_TASK DIRECTIONS:_ All of the data should be restated word for word.

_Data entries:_
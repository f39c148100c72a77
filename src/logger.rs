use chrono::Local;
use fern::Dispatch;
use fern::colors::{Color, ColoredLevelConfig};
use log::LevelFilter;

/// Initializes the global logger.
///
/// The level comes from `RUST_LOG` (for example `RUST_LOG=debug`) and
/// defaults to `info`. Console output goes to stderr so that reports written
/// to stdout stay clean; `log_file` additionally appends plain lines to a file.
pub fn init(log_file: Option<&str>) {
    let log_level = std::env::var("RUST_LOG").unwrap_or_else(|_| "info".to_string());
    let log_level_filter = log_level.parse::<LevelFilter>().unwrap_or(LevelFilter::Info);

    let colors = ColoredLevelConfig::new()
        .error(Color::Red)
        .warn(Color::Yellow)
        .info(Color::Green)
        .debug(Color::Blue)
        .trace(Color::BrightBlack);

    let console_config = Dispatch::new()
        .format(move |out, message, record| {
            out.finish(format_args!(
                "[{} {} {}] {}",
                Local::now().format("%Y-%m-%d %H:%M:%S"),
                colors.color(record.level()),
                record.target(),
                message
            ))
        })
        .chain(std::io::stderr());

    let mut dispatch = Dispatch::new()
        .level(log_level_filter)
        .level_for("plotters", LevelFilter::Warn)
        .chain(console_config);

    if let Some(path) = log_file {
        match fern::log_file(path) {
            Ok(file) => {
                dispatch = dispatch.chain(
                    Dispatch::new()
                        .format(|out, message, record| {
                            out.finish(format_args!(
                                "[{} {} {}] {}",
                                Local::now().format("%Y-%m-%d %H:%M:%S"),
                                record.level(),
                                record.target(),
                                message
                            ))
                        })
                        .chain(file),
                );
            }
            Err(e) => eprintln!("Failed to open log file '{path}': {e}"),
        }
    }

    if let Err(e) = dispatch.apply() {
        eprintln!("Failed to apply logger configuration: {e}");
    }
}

_OUTPUT:_
repository f39c148100c72a77
filename src/logger.rs
use chrono::Local;
use fern::Dispatch;
use fern::colors::{Color, ColoredLevelConfig};
use log::LevelFilter;

/// Initializes the global logger.
///
/// The level comes from `RUST_LOG` (for example `RUST_LOG=debug`) and
/// defaults to `info`. Console output goes to stderr so that reports written
/// to stdout stay clean; `log_file` additionally appends plain lines to a file.
pub fn init(log_file: Option<&str>) {
    let log_level = std::env::var("RUST_LOG").unwrap_or_else(|_| "info".to_string());
    let log_level_filter = log_level.parse::<LevelFilter>().unwrap_or(LevelFilter::Info);

    let colors = ColoredLevelConfig::new()
        .error(Color::Red)
        .warn(Color::Yellow)
        .info(Color::Green)
        .debug(Color::Blue)
        .trace(Color::BrightBlack);

    let console_config = Dispatch::new()
        .format(move |out, message, record| {
            out.finish(format_args!(
                "[{} {} {}] {}",
                Local::now().format("%Y-%m-%d %H:%M:%S"),
                colors.color(record.level()),
                record.target(),
                message
            ))
        })
        .chain(std::io::stderr());

    let mut dispatch = Dispatch::new()
        .level(log_level_filter)
        .level_for("plotters", LevelFilter::Warn)
        .chain(console_config);

    if let Some(path) = log_file {
        match fern::log_file(path) {
            Ok(file) => {
                dispatch = dispatch.chain(
                    Dispatch::new()
                        .format(|out, message, record| {
                            out.finish(format_args!(
                                "[{} {} {}] {}",
                                Local::now().format("%Y-%m-%d %H:%M:%S"),
                                record.level(),
                                record.target(),
                                message
                            ))
                        })
                        .chain(file),
                );
            }
            Err(e) => eprintln!("Failed to open log file '{path}': {e}"),
        }
    }

    if let Err(e) = dispatch.apply() {
        eprintln!("Failed to apply logger configuration: {e}");
    }
}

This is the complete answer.